Fashion and textile industry heavy-hitters are heeding the Ellen MacArthur Foundation’s recent call for a New Textiles Economy with the rollout of new agreements and action plans that consider the full life cycle of garments.
While plastic bottles and packaging constitute a considerable portion of marine plastic pollution, a new, more alarming source of marine contamination has recently been identified: microplastics. According to research from Eunomia Research & Consulting, textiles are a major culprit, with 190,000 tons of fibers from polyester, acrylic and nylon entering the world’s marine ecosystem through washing machine wastewater each year. The seriousness of the issue has already attracted attention from big-name brands such as G-Star and Patagonia, and Xeros Technologies has created a microfiber filter that can be used with any washing machine.

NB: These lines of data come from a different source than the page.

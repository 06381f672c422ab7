#![allow(clippy::many_single_char_names)]
#![allow(dead_code)]  // TODO

use itertools::Itertools;
use inflate::{inflate_bytes_zlib, inflate_bytes};
use deflate::deflate_bytes;

use crate as pdf;
use crate::error::*;
use crate::object::{Object, Ref, Resolve, Stream};
use crate::primitive::{Primitive, Dictionary};
use std::convert::TryInto;
use once_cell::sync::OnceCell;
use datasize::DataSize;


#[derive(Object, ObjectWrite, Debug, Clone, DataSize)]
pub struct LZWFlateParams {
    #[pdf(key="Predictor", default="1")]
    pub predictor: i32,
    #[pdf(key="Colors", default="1")]
    pub n_components: i32,
    #[pdf(key="BitsPerComponent", default="8")]
    pub bits_per_component: i32,
    #[pdf(key="Columns", default="1")]
    pub columns: i32,
    #[pdf(key="EarlyChange", default="1")]
    pub early_change: i32,
}
impl Default for LZWFlateParams {
    fn default() -> LZWFlateParams {
        LZWFlateParams {
            predictor: 1,
            n_components: 1,
            bits_per_component: 8,
            columns: 1,
            early_change: 1
        }
    }
}

#[derive(Object, ObjectWrite, Debug, Clone, DataSize)]
pub struct DCTDecodeParams {
    // TODO The default value of ColorTransform is 1 if the image has three components and 0 otherwise.
    // 0:   No transformation.
    // 1:   If the image has three color components, transform RGB values to YUV before encoding and from YUV to RGB after decoding.
    //      If the image has four components, transform CMYK values to YUVK before encoding and from YUVK to CMYK after decoding.
    //      This option is ignored if the image has one or two color components.
    #[pdf(key="ColorTransform")]
    pub color_transform: Option<i32>,
}

#[derive(Object, ObjectWrite, Debug, Clone, DataSize)]
pub struct JBIG2DecodeParams {
    /// A stream containing the symbol dictionary and other segments shared
    /// with other images encoded with the same globally coded data.
    #[pdf(key="JBIG2Globals")]
    pub globals: Option<Ref<Stream<()>>>,
}

#[derive(Object, ObjectWrite, Debug, Clone, DataSize)]
pub struct CCITTFaxDecodeParams {
    #[pdf(key="K", default="0")]
    pub k: i32,

    #[pdf(key="EndOfLine", default="false")]
    pub end_of_line: bool,

    #[pdf(key="EncodedByteAlign", default="false")]
    pub encoded_byte_align: bool,

    #[pdf(key="Columns", default="1728")]
    pub columns: u32,

    #[pdf(key="Rows", default="0")]
    pub rows: u32,

    #[pdf(key="EndOfBlock", default="true")]
    pub end_of_block: bool,

    #[pdf(key="BlackIs1", default="false")]
    pub black_is_1: bool,

    #[pdf(key="DamagedRowsBeforeError", default="0")]
    pub damaged_rows_before_error: u32,
}
#[derive(Debug, Clone, DataSize)]
pub enum StreamFilter {
    ASCIIHexDecode,
    ASCII85Decode,
    LZWDecode (LZWFlateParams),
    FlateDecode (LZWFlateParams),
    JPXDecode, //Jpeg2k
    DCTDecode (DCTDecodeParams),
    CCITTFaxDecode (CCITTFaxDecodeParams),
    JBIG2Decode (JBIG2DecodeParams),
    Crypt,
    RunLengthDecode
}
impl StreamFilter {
    pub fn from_kind_and_params(kind: &str, params: Dictionary, r: &impl Resolve) -> Result<StreamFilter> {
       let params = Primitive::Dictionary (params);
       Ok(
       match kind {
           "ASCIIHexDecode" => StreamFilter::ASCIIHexDecode,
           "ASCII85Decode" => StreamFilter::ASCII85Decode,
           "LZWDecode" => StreamFilter::LZWDecode (LZWFlateParams::from_primitive(params, r)?),
           "FlateDecode" => StreamFilter::FlateDecode (LZWFlateParams::from_primitive(params, r)?),
           "JPXDecode" => StreamFilter::JPXDecode,
           "DCTDecode" => StreamFilter::DCTDecode (DCTDecodeParams::from_primitive(params, r)?),
           "CCITTFaxDecode" => StreamFilter::CCITTFaxDecode (CCITTFaxDecodeParams::from_primitive(params, r)?),
           "JBIG2Decode" => StreamFilter::JBIG2Decode (JBIG2DecodeParams::from_primitive(params, r)?),
           "Crypt" => StreamFilter::Crypt,
           "RunLengthDecode" => StreamFilter::RunLengthDecode,
           ty => bail!("Unrecognized filter type {:?}", ty),
       } 
       )
    }
}

#[inline]
pub fn decode_nibble(c: u8) -> Option<u8> {
    match c {
        n @ b'0' ..= b'9' => Some(n - b'0'),
        a @ b'a' ..= b'h' => Some(a - b'a' + 0xa),
        a @ b'A' ..= b'H' => Some(a - b'A' + 0xA),
        _ => None
    }
}

#[inline]
fn encode_nibble(c: u8) -> u8 {
    match c {
        0 ..= 9 => b'0'+ c,
        10 ..= 15 => b'a' - 10 + c,
        _ => unreachable!()
    }
}


pub fn decode_hex(data: &[u8]) -> Result<Vec<u8>> {
    let mut out = Vec::with_capacity(data.len() / 2);
    let pairs = data.iter().cloned()
        .take_while(|&b| b != b'>')
        .filter(|&b| !matches!(b, 0 | 9 | 10 | 12 | 13 | 32))
        .tuples();
    for (i, (high, low)) in pairs.enumerate() {
        if let (Some(low), Some(high)) = (decode_nibble(low), decode_nibble(high)) {
            out.push(high << 4 | low);
        } else {
            return Err(PdfError::HexDecode {pos: i * 2, bytes: [high, low]})
        }
    }
    Ok(out)
}
pub fn encode_hex(data: &[u8]) -> Vec<u8> {
    let mut buf = Vec::with_capacity(data.len() * 2);
    for &b in data {
        buf.push(encode_nibble(b >> 4));
        buf.push(encode_nibble(b & 0xf));
    }
    buf
}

Now, the European Commission has endorsed a new industry-wide agreement for the prevention of microplastic release from the washing of synthetic textiles. The endorsement is integrated into the European Strategy for Plastics in a Circular Economy.
The European Textile and Apparel Confederation (EURATEX), the International Association for Soaps, Detergents and Maintenance Products (AISE), the European Outdoor Group (EOG), the European Man Made Fibres Association (CIRFS) and the Federation of European Sporting Goods Industry (FESI) were the driving forces behind the agreement. The group, which represents the global value chain of garments and their associated maintenance, agreed that viable solutions need to be found to prevent the release of microplastics into freshwater and marine environments throughout the entire lifecycle of textiles.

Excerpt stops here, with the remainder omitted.